Since it’s been only about 20-30 minutes at this point, I think you can guess whether sharks or humans win this round.  However, the scientists, the girl, guy who looks a bit like a pirate, and cringey comic relief dude have a chance to regroup and restrategize.  Their brilliant plan?  Lure the sharks to an underwater volcano and then make it erupt.  For real.  Goodbye, humanity.

Color me surprised when this rock-solid plan suffers some unexpected complications.

The Rating:

3/5 Pink Panther Heads

It’s no Mega Shark vs. Mecha Shark, but there are definitely some moments I really enjoyed here.  The characters are largely forgettable, but some of the women demonstrate moments of badassery and pretty entertaining one-liners.  I probably should have given them more attention, but I seriously cannot remember any of their names.

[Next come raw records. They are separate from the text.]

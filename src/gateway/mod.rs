//! Backend gateway client.
//!
//! Authenticated JSON calls to the command-execution backend. Response
//! status codes are not interpreted here: whatever the backend returns is
//! handed back so callers can pass the payload through verbatim.

use async_trait::async_trait;
use reqwest::Method;
use serde_json::Value;
use tracing::debug;

use crate::config::GatewayConfig;
use crate::error::Result;
use crate::http::{bearer_headers, build_client};

/// Raw backend response.
#[derive(Debug, Clone, PartialEq, Eq)]
pub struct GatewayResponse {
    pub status: u16,
    pub body: String,
}

impl GatewayResponse {
    pub fn is_success(&self) -> bool {
        (200..300).contains(&self.status)
    }

    /// Parse the body as JSON.
    pub fn json(&self) -> Result<Value> {
        Ok(serde_json::from_str(&self.body)?)
    }
}

/// Contract consumed by tools that reach the backend.
#[async_trait]
pub trait Gateway: Send + Sync {
    async fn post(&self, path: &str, body: &Value) -> Result<GatewayResponse>;
}

/// reqwest-backed gateway client.
#[derive(Debug, Clone)]
pub struct ApiClient {
    client: reqwest::Client,
    base_url: String,
    service_key: String,
}

impl ApiClient {
    pub fn new(config: &GatewayConfig) -> Result<Self> {
        Ok(Self::with_client(build_client(None)?, config))
    }

    pub fn with_client(client: reqwest::Client, config: &GatewayConfig) -> Self {
        Self {
            client,
            base_url: config.base_url.trim_end_matches('/').to_string(),
            service_key: config.service_key.clone(),
        }
    }

    fn url(&self, path: &str) -> String {
        format!("{}{}", self.base_url, path)
    }

    async fn send(
        &self,
        method: Method,
        path: &str,
        body: Option<&Value>,
    ) -> Result<GatewayResponse> {
        debug!(%method, path, "gateway request");
        let mut request = self
            .client
            .request(method, self.url(path))
            .headers(bearer_headers(&self.service_key));
        if let Some(body) = body {
            request = request.json(body);
        }

        let resp = request.send().await?;
        let status = resp.status().as_u16();
        let body = resp.text().await?;
        debug!(status, path, "gateway response");
        Ok(GatewayResponse { status, body })
    }

    pub async fn get(&self, path: &str) -> Result<GatewayResponse> {
        self.send(Method::GET, path, None).await
    }

    pub async fn put(&self, path: &str, body: &Value) -> Result<GatewayResponse> {
        self.send(Method::PUT, path, Some(body)).await
    }

    pub async fn patch(&self, path: &str, body: &Value) -> Result<GatewayResponse> {
        self.send(Method::PATCH, path, Some(body)).await
    }

    pub async fn delete(&self, path: &str, body: &Value) -> Result<GatewayResponse> {
        self.send(Method::DELETE, path, Some(body)).await
    }
}

#[async_trait]
impl Gateway for ApiClient {
    async fn post(&self, path: &str, body: &Value) -> Result<GatewayResponse> {
        self.send(Method::POST, path, Some(body)).await
    }
}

The last half of the film is way slower and decidedly less shark-centric.  There is SO MUCH discussion of the damn rocket, and all of the pseudo-science drove me insane.  While I acknowledge the point of this movie was to fill time and sell ads on SyFy, it still irritated me that global warming was a plot device explained with nonsense that probably does more harm than good.  What hath SyFy wrought?  Will we grow up with a generation that sincerely believes launching a single rocket can solve global warming???

Overall, I was hoping for a more deliberate Planet of the Apes parody (I would KILL to see talking land sharks enslave humanity) rather than just a catchy title that has little to do with the way the film unfolds.  However, this film checked off some major boxes:  sharks, women with spears, volcanoes, and inexplicable explosions.  I can live with that.

Would Christa rule the planet of the sharks or let it all go under?  Find out here!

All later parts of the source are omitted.